英紙「フィナンシャル・タイムズ」は2日、3年の「ゼロ・コロナ」政策を経験した中国の雇用市場は非常に厳しく、45歳以上の労働者が北京でフルタイムの仕事を見つけるチャンスがゼロだと報じた。

 河南省出身の54歳の李さんによると、彼は午後5時30分から、同世代の数百人とともに、レンガ積みや部品の組み立てなどの日雇い労働者を多く募集している北京郊外の馬駒橋に仕事を探しに行った。なぜなら、フルタイムの仕事はすべて若い求職者に流れてしまい、アルバイトしかできないからだという。

 李さんが馬駒橋で見つけたのは小包を仕分ける仕事で、10時間の給料は250元(約4800円)で、北京の最低賃金よりも安い。

 また、馬駒橋で仕事を探している55歳の王さんは、「お金を払ってくれる人のために働く」と述べた。王さんは先週レンガ積みの仕事を得たが、日給はわずか300元(約5800円)しかなかった。
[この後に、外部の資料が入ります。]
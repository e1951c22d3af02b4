//! Command-line interface

pub mod commands;

use std::path::PathBuf;

use clap::{Args, Parser, Subcommand};

use crate::config::SettingKey;

#[derive(Parser)]
#[command(name = "metadata-submitter")]
#[command(about = "Keep spreadsheet metadata in sync with a REST metadata portal")]
#[command(version)]
pub struct Cli {
    #[command(flatten)]
    pub global: GlobalArgs,

    #[command(subcommand)]
    pub command: Commands,
}

/// Options shared by every command
#[derive(Args, Debug, Clone)]
pub struct GlobalArgs {
    /// Workbook to operate on (.xlsx or .csv)
    pub workbook: PathBuf,

    /// Sheet name (defaults to the first sheet)
    #[arg(long, short, global = true)]
    pub sheet: Option<String>,

    /// Endpoint for GET and profile lookups
    #[arg(long, global = true, value_name = "URL")]
    pub endpoint_read: Option<String>,

    /// Endpoint for PUT, POST and PATCH
    #[arg(long, global = true, value_name = "URL")]
    pub endpoint_write: Option<String>,

    /// Profile (object type) name, e.g. measurement_set
    #[arg(long, short, global = true, value_name = "NAME")]
    pub profile: Option<String>,

    /// Answer yes to confirmation prompts
    #[arg(long, short, global = true)]
    pub yes: bool,

    /// Disable colored output
    #[arg(long, global = true)]
    pub no_color: bool,

    /// More logging (-v info, -vv debug)
    #[arg(long, short, global = true, action = clap::ArgAction::Count)]
    pub verbose: u8,
}

/// Row selection shared by the sync commands
#[derive(Args, Debug, Clone, Copy)]
pub struct RowArgs {
    /// Include hidden rows
    #[arg(long)]
    pub include_hidden: bool,
}

#[derive(Subcommand)]
pub enum Commands {
    /// Write a header row for the profile (appends missing columns only)
    Template {
        /// Include admin-only properties
        #[arg(long)]
        admin: bool,
    },
    /// Restyle the header for the profile and report unknown columns
    ApplyProfile,
    /// Fill rows with the portal's current objects
    Get {
        /// Also write admin-only properties
        #[arg(long)]
        admin: bool,
        #[command(flatten)]
        rows: RowArgs,
    },
    /// Rebuild the sheet under its current profile into a new sheet, filled from the portal
    UpdateSheet {
        /// Rebuild every sheet that has a profile configured
        #[arg(long)]
        all: bool,
        /// Include admin-only properties
        #[arg(long)]
        admin: bool,
        #[command(flatten)]
        rows: RowArgs,
    },
    /// Replace existing objects (properties missing from a row are removed remotely)
    Put {
        /// Validate rows locally first and skip the call for invalid ones
        #[arg(long)]
        validate: bool,
        #[command(flatten)]
        rows: RowArgs,
    },
    /// Create new objects and write assigned identifiers back
    Post {
        #[arg(long)]
        validate: bool,
        #[command(flatten)]
        rows: RowArgs,
    },
    /// Partially update existing objects
    Patch {
        /// Restrict to these columns: header names and/or letters, e.g. "B:D,status"
        #[arg(long, value_name = "SPEC")]
        columns: Option<String>,
        #[arg(long)]
        validate: bool,
        #[command(flatten)]
        rows: RowArgs,
    },
    /// Validate rows against the profile without contacting the portal
    Validate {
        #[command(flatten)]
        rows: RowArgs,
    },
    /// Print one row as JSON
    RowJson {
        /// Sheet row number (the header is row 1)
        #[arg(long)]
        row: usize,
    },
    /// Export all eligible rows as a JSON array
    Export {
        /// Write to a file instead of stdout
        #[arg(long, short)]
        output: Option<PathBuf>,
        #[command(flatten)]
        rows: RowArgs,
    },
    /// Show or edit settings
    #[command(subcommand)]
    Settings(SettingsCommands),
}

#[derive(Subcommand)]
pub enum SettingsCommands {
    /// Show effective settings, where they come from, and the header legend
    Show,
    /// Set a value for the current sheet, or the workbook default with --default
    Set {
        #[arg(value_enum)]
        key: SettingKey,
        /// New value; omit to clear
        value: Option<String>,
        /// Set the workbook-wide default instead of the sheet value
        #[arg(long)]
        default: bool,
    },
}
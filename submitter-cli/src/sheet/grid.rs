//! In-memory sheet grid
//!
//! Rows and columns are 1-based, matching spreadsheet addressing. Row
//! [`HEADER_ROW`] holds property names; every row below it is a data row.
//! Cells are text; reading outside the grid yields an empty string and writing
//! outside it grows the grid.

use std::collections::BTreeSet;

use super::columns::{HEADER_COMMENTED_PROP_SKIP, normalize_header};
use super::template::HeaderStyle;

/// Row holding the property names
pub const HEADER_ROW: usize = 1;

#[derive(Debug, Clone, Default, PartialEq)]
pub struct Sheet {
    name: String,
    cells: Vec<Vec<String>>,
    hidden_rows: BTreeSet<usize>,
    /// Header formatting from the last profile application
    header_styles: Vec<HeaderStyle>,
}

impl Sheet {
    pub fn new(name: impl Into<String>) -> Self {
        Self {
            name: name.into(),
            ..Default::default()
        }
    }

    /// Build a sheet from rows of text, the first being the header
    pub fn from_rows<R, C>(name: impl Into<String>, rows: R) -> Self
    where
        R: IntoIterator<Item = C>,
        C: IntoIterator,
        C::Item: Into<String>,
    {
        let cells = rows
            .into_iter()
            .map(|row| row.into_iter().map(Into::into).collect())
            .collect();
        Self {
            name: name.into(),
            cells,
            ..Default::default()
        }
    }

    pub fn name(&self) -> &str {
        &self.name
    }

    /// Last row index in use (0 for an empty sheet)
    pub fn last_row(&self) -> usize {
        self.cells.len()
    }

    /// Last column index in use across all rows
    pub fn last_column(&self) -> usize {
        self.cells.iter().map(Vec::len).max().unwrap_or(0)
    }

    /// Text of a cell; empty when outside the grid
    pub fn cell(&self, row: usize, col: usize) -> &str {
        if row == 0 || col == 0 {
            return "";
        }
        self.cells
            .get(row - 1)
            .and_then(|r| r.get(col - 1))
            .map(String::as_str)
            .unwrap_or("")
    }

    /// Write a cell, growing the grid as needed
    pub fn set_cell(&mut self, row: usize, col: usize, value: impl Into<String>) {
        assert!(row > 0 && col > 0, "sheet addressing is 1-based");
        if self.cells.len() < row {
            self.cells.resize_with(row, Vec::new);
        }
        let cells = &mut self.cells[row - 1];
        if cells.len() < col {
            cells.resize(col, String::new());
        }
        cells[col - 1] = value.into();
    }

    /// Header cells as (column, text), left to right, including empty headers
    pub fn header(&self) -> Vec<(usize, &str)> {
        (1..=self.last_column())
            .map(|col| (col, self.cell(HEADER_ROW, col).trim()))
            .collect()
    }

    /// Non-empty header names
    pub fn header_names(&self) -> Vec<&str> {
        self.header()
            .into_iter()
            .map(|(_, name)| name)
            .filter(|name| !name.is_empty())
            .collect()
    }

    /// Find a column by header text, tolerant to case and whitespace.
    /// With duplicate headers the last match wins.
    pub fn find_column_by_header(&self, name: &str) -> Option<usize> {
        let wanted = normalize_header(name);
        if wanted.is_empty() {
            return None;
        }
        self.header()
            .into_iter()
            .filter(|(_, header)| normalize_header(header) == wanted)
            .map(|(col, _)| col)
            .last()
    }

    /// Find a control column by its exact (case-sensitive) header text
    pub fn find_control_column(&self, name: &str) -> Option<usize> {
        self.header()
            .into_iter()
            .filter(|(_, header)| *header == name)
            .map(|(col, _)| col)
            .last()
    }

    /// Column of a control header, appending it to the header row when missing
    pub fn ensure_control_column(&mut self, name: &str) -> usize {
        match self.find_control_column(name) {
            Some(col) => col,
            None => self.append_header(name),
        }
    }

    /// Append a header cell after the last non-empty one
    pub fn append_header(&mut self, name: &str) -> usize {
        let col = self
            .header()
            .into_iter()
            .filter(|(_, header)| !header.is_empty())
            .map(|(col, _)| col)
            .max()
            .unwrap_or(0)
            + 1;
        self.set_cell(HEADER_ROW, col, name);
        col
    }

    pub fn is_row_hidden(&self, row: usize) -> bool {
        self.hidden_rows.contains(&row)
    }

    pub fn set_row_hidden(&mut self, row: usize, hidden: bool) {
        if hidden {
            self.hidden_rows.insert(row);
        } else {
            self.hidden_rows.remove(&row);
        }
    }

    pub fn hidden_rows(&self) -> impl Iterator<Item = usize> + '_ {
        self.hidden_rows.iter().copied()
    }

    fn is_row_empty(&self, row: usize) -> bool {
        self.cells
            .get(row - 1)
            .is_none_or(|cells| cells.iter().all(|c| c.trim().is_empty()))
    }

    /// Data rows with any content, top to bottom
    pub fn data_rows(&self, ignore_hidden_rows: bool) -> Vec<usize> {
        (HEADER_ROW + 1..=self.last_row())
            .filter(|&row| !self.is_row_empty(row))
            .filter(|&row| !(ignore_hidden_rows && self.is_row_hidden(row)))
            .collect()
    }

    /// Number of data rows (metadata objects) on the sheet
    pub fn num_metadata_rows(&self, ignore_hidden_rows: bool) -> usize {
        self.data_rows(ignore_hidden_rows).len()
    }

    /// Is the row's skip flag set? Accepts the boolean literals "1"/"true".
    pub fn is_row_skipped(&self, row: usize) -> bool {
        self.find_control_column(HEADER_COMMENTED_PROP_SKIP)
            .is_some_and(|col| {
                matches!(
                    self.cell(row, col).trim().to_lowercase().as_str(),
                    "1" | "true"
                )
            })
    }

    pub fn header_styles(&self) -> &[HeaderStyle] {
        &self.header_styles
    }

    pub fn set_header_styles(&mut self, styles: Vec<HeaderStyle>) {
        self.header_styles = styles;
    }

    /// Drop all header formatting, as before re-applying a profile
    pub fn clear_header_styles(&mut self) {
        self.header_styles.clear();
    }

    /// All rows as text, for writers
    pub fn rows(&self) -> &[Vec<String>] {
        &self.cells
    }
}
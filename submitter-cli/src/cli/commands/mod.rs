//! Command handlers

pub mod export;
pub mod session;
pub mod settings;
pub mod sync;
pub mod template;
pub mod update;
pub mod validate;

use anyhow::Result;

use super::{Cli, Commands};
use crate::sync::SubmitMethod;

/// Dispatch a parsed command line
pub async fn run(cli: Cli) -> Result<()> {
    let global = cli.global;

    if global.no_color {
        colored::control::set_override(false);
    }

    match cli.command {
        Commands::Template { admin } => template::handle_template(&global, admin).await,
        Commands::ApplyProfile => template::handle_apply_profile(&global).await,
        Commands::Get { admin, rows } => sync::handle_get(&global, admin, rows).await,
        Commands::UpdateSheet { all, admin, rows } => {
            update::handle_update_sheet(&global, all, admin, rows).await
        }
        Commands::Put { validate, rows } => {
            sync::handle_submit(&global, SubmitMethod::Put, None, validate, rows).await
        }
        Commands::Post { validate, rows } => {
            sync::handle_submit(&global, SubmitMethod::Post, None, validate, rows).await
        }
        Commands::Patch {
            columns,
            validate,
            rows,
        } => sync::handle_submit(&global, SubmitMethod::Patch, columns, validate, rows).await,
        Commands::Validate { rows } => validate::handle_validate(&global, rows).await,
        Commands::RowJson { row } => export::handle_row_json(&global, row).await,
        Commands::Export { output, rows } => export::handle_export(&global, output, rows).await,
        Commands::Settings(command) => settings::handle_settings(&global, command),
    }
}
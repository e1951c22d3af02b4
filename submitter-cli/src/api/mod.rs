//! Metadata portal API module
//!
//! Profiles (object schemas), the REST operations issued per row, and the
//! reqwest client implementing them. The sync engine only depends on the
//! [`Portal`] and [`ProfileSource`] traits so it can run against a mock.

pub mod auth;
pub mod client;
pub mod constants;
pub mod operations;
pub mod profile;

pub use auth::Credentials;
pub use client::{Portal, PortalClient, ProfileSource};
pub use operations::{Operation, PortalResponse};
pub use profile::{Profile, PropertyType};
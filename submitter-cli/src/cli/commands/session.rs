//! Workbook, settings and portal wiring shared by the command handlers

use std::io::stdin;
use std::path::PathBuf;

use anyhow::{Context, Result, bail};
use colored::*;
use is_terminal::IsTerminal;
use log::{info, warn};

use crate::api::{Credentials, PortalClient, Profile, ProfileSource};
use crate::cli::GlobalArgs;
use crate::config::{ResolvedSettings, SettingsChain, SheetSettings, WorkbookSettings, user_config_path};
use crate::sheet::{Sheet, Workbook, apply_profile, load_workbook, save_workbook};

/// An opened workbook with its resolved settings for one sheet
pub struct Session {
    pub workbook_path: PathBuf,
    pub settings_path: PathBuf,
    pub workbook: Workbook,
    pub settings: WorkbookSettings,
    pub user: SheetSettings,
    flags: SheetSettings,
    pub sheet_name: String,
    pub resolved: ResolvedSettings,
}

impl Session {
    /// Open the workbook. With `create_if_missing` a missing file starts as
    /// an empty workbook holding one sheet.
    pub fn open(args: &GlobalArgs, create_if_missing: bool) -> Result<Self> {
        let workbook_path = args.workbook.clone();
        let workbook = if workbook_path.exists() {
            load_workbook(&workbook_path)?
        } else if create_if_missing {
            let name = args.sheet.clone().unwrap_or_else(|| "Sheet1".to_string());
            info!("Creating new workbook {}", workbook_path.display());
            Workbook::new(vec![Sheet::new(name)])
        } else {
            bail!("Workbook does not exist: {}", workbook_path.display());
        };

        let sheet_name = match &args.sheet {
            Some(name) => name.clone(),
            None => workbook
                .sheets()
                .first()
                .map(|s| s.name().to_string())
                .context("Workbook has no sheets")?,
        };
        if workbook.sheet(&sheet_name).is_none() {
            bail!("Sheet '{}' not found in {}", sheet_name, workbook_path.display());
        }

        let settings_path = WorkbookSettings::sidecar_path(&workbook_path);
        let settings = WorkbookSettings::load(&settings_path)?;
        let user = match user_config_path() {
            Some(path) => SheetSettings::load(&path)?,
            None => SheetSettings::default(),
        };
        let flags = SheetSettings {
            endpoint_read: args.endpoint_read.clone(),
            endpoint_write: args.endpoint_write.clone(),
            profile_name: args.profile.clone(),
            last_used_schema_version: None,
        };

        let resolved = SettingsChain {
            flags: &flags,
            workbook: &settings,
            user: &user,
        }
        .resolve(&sheet_name);

        Ok(Self {
            workbook_path,
            settings_path,
            workbook,
            settings,
            user,
            flags,
            sheet_name,
            resolved,
        })
    }

    /// Re-resolve after the settings layers changed
    pub fn refresh(&mut self) {
        self.resolved = self.resolve_for(&self.sheet_name);
    }

    /// Effective settings for any sheet of the workbook
    pub fn resolve_for(&self, sheet_name: &str) -> ResolvedSettings {
        SettingsChain {
            flags: &self.flags,
            workbook: &self.settings,
            user: &self.user,
        }
        .resolve(sheet_name)
    }

    pub fn sheet(&self) -> Result<&Sheet> {
        self.workbook
            .sheet(&self.sheet_name)
            .with_context(|| format!("Sheet '{}' not found", self.sheet_name))
    }

    pub fn sheet_mut(&mut self) -> Result<&mut Sheet> {
        self.workbook.select_mut(Some(&self.sheet_name))
    }

    pub fn client(endpoint: &str) -> Result<PortalClient> {
        let credentials = Credentials::from_env();
        if credentials.is_none() {
            warn!("No portal credentials in the environment; requests are anonymous");
        }
        PortalClient::new(endpoint, credentials)
    }

    pub fn read_client(&self) -> Result<PortalClient> {
        Self::client(&self.resolved.endpoint_read.value)
    }

    pub fn write_client(&self) -> Result<PortalClient> {
        Self::client(&self.resolved.endpoint_write.value)
    }

    /// Fetch the configured profile from the read endpoint
    pub async fn fetch_profile(&self) -> Result<Profile> {
        Self::fetch_profile_with(&self.resolved).await
    }

    /// Fetch the profile named by `resolved` from its read endpoint
    pub async fn fetch_profile_with(resolved: &ResolvedSettings) -> Result<Profile> {
        let name = resolved.profile_name()?;
        let profile = Self::client(&resolved.endpoint_read.value)?
            .fetch_profile(name)
            .await?;
        if let (Some(last), Some(current)) = (&resolved.last_used_schema_version, &profile.version)
        {
            if last != current {
                warn!(
                    "Profile '{}' schema version changed from {} to {}",
                    profile.name, last, current
                );
            }
        }
        Ok(profile)
    }

    /// Restyle the sheet header for the profile, reporting unknown columns
    pub fn apply_profile(&mut self, profile: &Profile) -> Result<Vec<String>> {
        let application = apply_profile(self.sheet_mut()?, profile);
        if !application.missing_properties.is_empty() {
            println!(
                "{} {}",
                "Columns not in profile:".yellow(),
                application.missing_properties.join(", ")
            );
        }
        Ok(application.missing_properties)
    }

    /// Pin the resolved settings and schema version to this sheet
    pub fn pin_settings(&mut self, profile: &Profile) {
        self.settings
            .save_sheet_settings(&self.sheet_name, &self.resolved, profile.version.as_deref());
    }

    /// Write the workbook and its settings file
    pub fn save(&self) -> Result<()> {
        save_workbook(&self.workbook_path, &self.workbook)?;
        if !self.settings.defaults.is_empty() || !self.settings.sheets.is_empty() {
            self.settings.save(&self.settings_path)?;
        }
        info!("Saved {}", self.workbook_path.display());
        Ok(())
    }

    pub fn save_settings(&self) -> Result<()> {
        self.settings.save(&self.settings_path)
    }
}

/// Ask before changing anything remote or on disk
pub fn confirm(prompt: &str, yes: bool) -> Result<bool> {
    if yes {
        return Ok(true);
    }
    if !stdin().is_terminal() {
        bail!("Refusing to continue without a terminal; pass --yes to confirm");
    }
    let answer = dialoguer::Confirm::new()
        .with_prompt(prompt)
        .default(false)
        .interact()
        .context("Failed to read confirmation")?;
    Ok(answer)
}
//! Portal operations module
//!
//! One [`Operation`] is issued per data row; the portal answers with a
//! [`PortalResponse`] that the sync layer classifies as success, not found,
//! or generic failure.

pub mod operation;

pub use operation::{Operation, PortalResponse};
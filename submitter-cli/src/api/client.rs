//! HTTP client for the metadata portal

use std::time::Duration;

use anyhow::{Context, Result, bail};
use async_trait::async_trait;
use log::{debug, info};
use reqwest::{Client, Method};
use serde_json::Value;

use super::auth::Credentials;
use super::constants::{REQUEST_TIMEOUT_SECS, USER_AGENT};
use super::operations::{Operation, PortalResponse};
use super::profile::{Profile, parse_profile};

/// Remote object repository, one call per row
///
/// Transport and authentication problems come back as `Err`; any HTTP reply,
/// including 4xx/5xx, is an `Ok(PortalResponse)`.
#[async_trait]
pub trait Portal: Send + Sync {
    /// Base URL this portal talks to
    fn endpoint(&self) -> &str;

    async fn execute(&self, operation: &Operation) -> Result<PortalResponse>;
}

/// Source of profiles, fetched by name
#[async_trait]
pub trait ProfileSource: Send + Sync {
    async fn fetch_profile(&self, name: &str) -> Result<Profile>;
}

/// reqwest-backed portal client for one endpoint
#[derive(Debug, Clone)]
pub struct PortalClient {
    http: Client,
    endpoint: String,
    credentials: Option<Credentials>,
}

impl PortalClient {
    pub fn new(endpoint: impl Into<String>, credentials: Option<Credentials>) -> Result<Self> {
        let http = Client::builder()
            .user_agent(USER_AGENT)
            .timeout(Duration::from_secs(REQUEST_TIMEOUT_SECS))
            .build()
            .context("Failed to build HTTP client")?;

        Ok(Self {
            http,
            endpoint: endpoint.into().trim_end_matches('/').to_string(),
            credentials,
        })
    }

    fn url(&self, path: &str) -> String {
        format!("{}/{}", self.endpoint, path)
    }

    /// URL of the JSON schema for a profile
    pub fn profile_url(&self, name: &str) -> String {
        self.url(&format!("profiles/{}.json", urlencoding::encode(name)))
    }

    fn request(&self, method: Method, url: &str) -> reqwest::RequestBuilder {
        let builder = self
            .http
            .request(method, url)
            .header(reqwest::header::ACCEPT, "application/json");
        match &self.credentials {
            Some(creds) => builder.basic_auth(&creds.access_key, Some(&creds.secret_key)),
            None => builder,
        }
    }
}

#[async_trait]
impl Portal for PortalClient {
    fn endpoint(&self) -> &str {
        &self.endpoint
    }

    async fn execute(&self, operation: &Operation) -> Result<PortalResponse> {
        let method = Method::from_bytes(operation.http_method().as_bytes())
            .context("Invalid HTTP method")?;
        let url = self.url(&operation.path());
        debug!("{} {}", method, url);

        let mut request = self.request(method.clone(), &url);
        if let Some(payload) = operation.payload() {
            request = request.json(payload);
        }

        let response = request
            .send()
            .await
            .with_context(|| format!("{} {} failed", method, url))?;

        let status = response.status().as_u16();
        let text = response
            .text()
            .await
            .with_context(|| format!("Failed to read response body from {}", url))?;

        let body = if text.trim().is_empty() {
            None
        } else {
            // Non-JSON error pages are kept as a plain string
            Some(serde_json::from_str(&text).unwrap_or(Value::String(text)))
        };

        debug!("{} {} -> {}", method, url, status);
        Ok(PortalResponse::new(status, body))
    }
}

#[async_trait]
impl ProfileSource for PortalClient {
    async fn fetch_profile(&self, name: &str) -> Result<Profile> {
        let url = self.profile_url(name);
        info!("Fetching profile '{}' from {}", name, url);

        let response = self
            .request(Method::GET, &url)
            .send()
            .await
            .with_context(|| format!("Failed to fetch profile from {}", url))?;

        if !response.status().is_success() {
            bail!(
                "Profile '{}' not available at {} (HTTP {})",
                name,
                url,
                response.status().as_u16()
            );
        }

        let schema: Value = response
            .json()
            .await
            .with_context(|| format!("Profile '{}' is not valid JSON", name))?;

        parse_profile(name, &schema)
    }
}
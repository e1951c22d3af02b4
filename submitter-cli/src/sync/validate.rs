//! Local schema validation of sheet rows
//!
//! Every eligible row is converted (commented columns dropped) and checked
//! against the profile: required properties must be present and non-empty,
//! present properties must match their declared type and enum. Nothing here
//! touches the network; the verdict is written to the row's response column.

use std::fmt;

use chrono::Local;
use log::{debug, info};
use serde_json::Value;

use crate::api::{Profile, PropertyType};
use crate::sheet::{
    HEADER_COMMENTED_PROP_RESPONSE, HEADER_COMMENTED_PROP_RESPONSE_TIME, Sheet, is_commented,
};

use super::error::SyncError;
use super::mapper::{MapperOptions, RowObject, row_to_object};
use super::values::is_empty_value;

/// Severity level for validation issues
#[derive(Debug, Clone, Copy, PartialEq, Eq, PartialOrd, Ord)]
pub enum Severity {
    /// Reported, does not fail the row
    Warning,
    /// Fails the row
    Error,
}

impl fmt::Display for Severity {
    fn fmt(&self, f: &mut fmt::Formatter<'_>) -> fmt::Result {
        match self {
            Severity::Warning => write!(f, "WARNING"),
            Severity::Error => write!(f, "ERROR"),
        }
    }
}

/// A single validation issue on one property
#[derive(Debug, Clone, PartialEq)]
pub struct ValidationIssue {
    pub severity: Severity,
    pub property: String,
    pub message: String,
}

impl ValidationIssue {
    pub fn error(property: impl Into<String>, message: impl Into<String>) -> Self {
        Self {
            severity: Severity::Error,
            property: property.into(),
            message: message.into(),
        }
    }

    pub fn warning(property: impl Into<String>, message: impl Into<String>) -> Self {
        Self {
            severity: Severity::Warning,
            property: property.into(),
            message: message.into(),
        }
    }
}

impl fmt::Display for ValidationIssue {
    fn fmt(&self, f: &mut fmt::Formatter<'_>) -> fmt::Result {
        write!(f, "[{}] {}: {}", self.severity, self.property, self.message)
    }
}

/// Verdict for one row
#[derive(Debug, Clone)]
pub struct RowValidation {
    pub row: usize,
    pub issues: Vec<ValidationIssue>,
}

impl RowValidation {
    pub fn is_valid(&self) -> bool {
        self.issues.iter().all(|i| i.severity != Severity::Error)
    }

    /// Error issues joined as `property: message; ...`, or `None` when valid
    pub fn error_summary(&self) -> Option<String> {
        if self.is_valid() {
            return None;
        }
        let errors: Vec<String> = self
            .issues
            .iter()
            .filter(|i| i.severity == Severity::Error)
            .map(|i| format!("{}: {}", i.property, i.message))
            .collect();
        Some(errors.join("; "))
    }

    /// The row-scoped error for a failed row
    pub fn error(&self) -> Option<SyncError> {
        self.error_summary().map(SyncError::Validation)
    }
}

/// Validation results for a whole sheet
#[derive(Debug, Clone, Default)]
pub struct ValidationReport {
    pub rows: Vec<RowValidation>,
    /// Header names not in the profile
    pub missing_properties: Vec<String>,
}

impl ValidationReport {
    /// Number of rows validated
    pub fn validated(&self) -> usize {
        self.rows.len()
    }

    pub fn valid_count(&self) -> usize {
        self.rows.iter().filter(|r| r.is_valid()).count()
    }

    pub fn invalid_count(&self) -> usize {
        self.validated() - self.valid_count()
    }
}

fn type_matches(value: &Value, property_type: &PropertyType) -> bool {
    match property_type {
        PropertyType::Text => value.is_string(),
        PropertyType::Integer => value.is_i64() || value.is_u64(),
        PropertyType::Number => value.is_number(),
        PropertyType::Boolean => value.is_boolean(),
        PropertyType::Object => value.is_object(),
        PropertyType::Array(item_type) => value
            .as_array()
            .is_some_and(|items| items.iter().all(|item| type_matches(item, item_type))),
    }
}

fn enum_violations<'a>(value: &'a Value, allowed: &[String]) -> Vec<&'a str> {
    let in_enum = |s: &str| allowed.iter().any(|a| a == s);
    match value {
        Value::String(s) if !in_enum(s) => vec![s.as_str()],
        Value::Array(items) => items
            .iter()
            .filter_map(Value::as_str)
            .filter(|s| !in_enum(s))
            .collect(),
        _ => Vec::new(),
    }
}

/// Check one row object against the profile
pub fn validate_object(object: &RowObject, profile: &Profile) -> Vec<ValidationIssue> {
    let mut issues = check_required(object, profile);
    issues.extend(check_properties(object, profile));
    issues
}

/// Every required property must be present and non-empty
pub fn check_required(object: &RowObject, profile: &Profile) -> Vec<ValidationIssue> {
    profile
        .required_properties()
        .filter(|spec| object.get(&spec.name).is_none_or(is_empty_value))
        .map(|spec| ValidationIssue::error(&spec.name, "required property is missing"))
        .collect()
}

/// Type and enum checks on the properties present in the object.
/// Used alone for partial updates, where absent required properties are fine.
pub fn check_properties(object: &RowObject, profile: &Profile) -> Vec<ValidationIssue> {
    let mut issues = Vec::new();

    for (name, value) in object {
        let Some(spec) = profile.property(name) else {
            issues.push(ValidationIssue::warning(name, "not defined in profile"));
            continue;
        };
        if !type_matches(value, &spec.property_type) {
            issues.push(ValidationIssue::error(
                name,
                format!("{} is not of type {}", value, spec.property_type.type_name()),
            ));
            continue;
        }
        if !spec.enum_values.is_empty() {
            for bad in enum_violations(value, &spec.enum_values) {
                issues.push(ValidationIssue::error(
                    name,
                    format!("'{}' is not one of [{}]", bad, spec.enum_values.join(", ")),
                ));
            }
        }
    }

    issues
}

/// Validate every eligible row and record the verdict in the response columns.
/// Data columns are never modified.
pub fn validate_sheet(
    sheet: &mut Sheet,
    profile: &Profile,
    options: MapperOptions,
) -> Result<ValidationReport, SyncError> {
    let rows: Vec<usize> = sheet
        .data_rows(options.ignore_hidden_rows)
        .into_iter()
        .filter(|&row| !sheet.is_row_skipped(row))
        .collect();
    if rows.is_empty() {
        return Err(SyncError::NoDataRows(sheet.name().to_string()));
    }

    let missing_properties: Vec<String> = sheet
        .header_names()
        .into_iter()
        .filter(|h| !is_commented(h) && profile.resolve_header(h).is_none())
        .map(str::to_string)
        .collect();

    let response_col = sheet.ensure_control_column(HEADER_COMMENTED_PROP_RESPONSE);
    let time_col = sheet.ensure_control_column(HEADER_COMMENTED_PROP_RESPONSE_TIME);

    let mut report = ValidationReport {
        rows: Vec::with_capacity(rows.len()),
        missing_properties,
    };

    for row in rows {
        let object = row_to_object(sheet, row, profile, false);
        let verdict = RowValidation {
            row,
            issues: validate_object(&object, profile),
        };

        let message = match verdict.error_summary() {
            None => "VALIDATION PASSED".to_string(),
            Some(summary) => format!("VALIDATION FAILED: {}", summary),
        };
        debug!("Row {}: {}", row, message);
        sheet.set_cell(row, response_col, message);
        sheet.set_cell(row, time_col, Local::now().to_rfc3339());

        report.rows.push(verdict);
    }

    info!(
        "Validated {} row(s) on '{}': {} valid, {} invalid",
        report.validated(),
        sheet.name(),
        report.valid_count(),
        report.invalid_count()
    );
    Ok(report)
}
 馬駒橋の労働仲介業者は、「30代の多くの労働者は仕事を早く完成でき、コストも高くないのに、なぜ50代の人を雇うのか」とし、「現在、45歳以上の低技能職種に従事する労働者がフルタイムの仕事に就けるチャンスはゼロだ」と述べた。

 中国公式データによると、50歳を過ぎた農民工(農村部からの出稼ぎ労働者)の数は10年間で2倍以上に増え、2021年までに8000万人に達したのに対し、その他の年齢層の労働者は16%減少したという。

 大都市で数十年働いた後、多くの出稼ぎ労働者は毎月200元未満の年金しか受け取れない。61歳の王さんは、「家族の負担になりたくないので、死ぬまで働く」と述べた。